How much and how often should you water your grass? Sounds like a pretty basic question, but the answer isn't simple. 

Irrigation needs depend on many factors - the kind of grass you have, your soil profile, mowing height, and the kind of watering system you have. Plus, of course, what Mother Nature doles out, so my basic irrigation schedule takes temperatures and rainfall into consideration. 

Normally, turf and landscapes in the Houston area do fine with 1-1½ inches of water every seven days when daytime temperatures are in the 70s and 80s. As daytime highs hit 88-92, you can probably up that to 1-1½ inches every four to five days. And when thermometer readings exceed 93 degrees consistently (normally July-August), you should probably water every two to three days. 

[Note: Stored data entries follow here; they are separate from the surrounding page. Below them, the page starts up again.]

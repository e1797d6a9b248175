// tests/common/mod.rs

#![allow(dead_code)]

use std::sync::{Arc, Mutex};
use std::time::Duration;

use mom_broker::{
    // ---
    create_memory_backend_with_hub,
    BackendConfig,
    BackendPtr,
    Broker,
    BrokerBuilder,
    BrokerConfig,
    BrokerState,
    MemoryConfig,
    MemoryHub,
    Reporter,
};

/// Reporter that keeps every line for assertions.
#[derive(Default)]
pub struct RecordingReporter {
    warnings: Mutex<Vec<String>>,
    errors: Mutex<Vec<String>>,
}

impl RecordingReporter {
    pub fn warnings(&self) -> Vec<String> {
        self.warnings.lock().unwrap().clone()
    }

    pub fn errors(&self) -> Vec<String> {
        self.errors.lock().unwrap().clone()
    }
}

impl Reporter for RecordingReporter {
    fn log_warning(&self, msg: &str) {
        self.warnings.lock().unwrap().push(msg.to_string());
    }

    fn log_error(&self, msg: &str) {
        self.errors.lock().unwrap().push(msg.to_string());
    }
}

pub struct TestBroker {
    pub broker: Broker,
    pub backend: BackendPtr,
    pub reporter: Arc<RecordingReporter>,
}

/// Broker on `hub` with a recording reporter, not yet connected.
pub fn memory_broker(hub: &Arc<MemoryHub>, name: &str) -> TestBroker {
    // ---
    memory_broker_with(hub, BrokerConfig::memory(name))
}

pub fn memory_broker_with(hub: &Arc<MemoryHub>, config: BrokerConfig) -> TestBroker {
    // ---
    init_logging();

    let memory = match &config.backend {
        BackendConfig::Memory(memory) => memory.clone(),
        _ => MemoryConfig::default(),
    };
    let backend = create_memory_backend_with_hub(&memory, hub.clone());
    let reporter = Arc::new(RecordingReporter::default());

    let broker = BrokerBuilder::new(config)
        .backend(backend.clone())
        .reporter(reporter.clone())
        .build()
        .expect("failed to build broker");

    TestBroker {
        broker,
        backend,
        reporter,
    }
}

/// Connected broker with `topics` and `answer_topics` initialized.
pub async fn ready_broker(
    hub: &Arc<MemoryHub>,
    name: &str,
    topics: &[&str],
    answer_topics: &[&str],
) -> TestBroker {
    // ---
    ready_broker_with(hub, BrokerConfig::memory(name), topics, answer_topics).await
}

pub async fn ready_broker_with(
    hub: &Arc<MemoryHub>,
    config: BrokerConfig,
    topics: &[&str],
    answer_topics: &[&str],
) -> TestBroker {
    // ---
    let test = memory_broker_with(hub, config);
    test.broker.connect().await.expect("connect failed");
    test.broker
        .initialize(topics.iter().copied(), answer_topics.iter().copied())
        .await
        .expect("initialize failed");
    test
}

/// Poll until the broker reaches `state`.
pub async fn wait_for_state(broker: &Broker, state: BrokerState) {
    // ---
    tokio::time::timeout(Duration::from_secs(2), async {
        while broker.state() != state {
            tokio::time::sleep(Duration::from_millis(5)).await;
        }
    })
    .await
    .unwrap_or_else(|_| panic!("broker never reached {state}"));
}

#[cfg(feature = "logging")]
mod imp {
    use std::sync::Once;
    use tracing_subscriber::EnvFilter;

    static INIT: Once = Once::new();

    pub fn init() {
        INIT.call_once(|| {
            let _ = tracing_subscriber::fmt()
                .with_env_filter(EnvFilter::from_default_env())
                .with_test_writer()
                .try_init();
        });
    }
}

#[cfg(not(feature = "logging"))]
mod imp {
    #[inline]
    pub fn init() {}
}

pub fn init_logging() {
    imp::init();
}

However, I've learned over the past 15 years that the more compost you use as top dressing, the more drought-tolerant your lawns and landscapes can become. In other words, the more organically-enriched the soil is, the less water you need. Several colleagues I know in the soil business have not even run their irrigation in summers that included mini-droughts. 

The kind of grass you have is also very important. St. Augustine needs the most water, Bermuda a little less, and Zoysia far less. However, your soil is the most critical factor. Clay or sandy soils not very well enriched with organic matter definitely need more water because they dry out quicker. So, add more organic matter like, compost.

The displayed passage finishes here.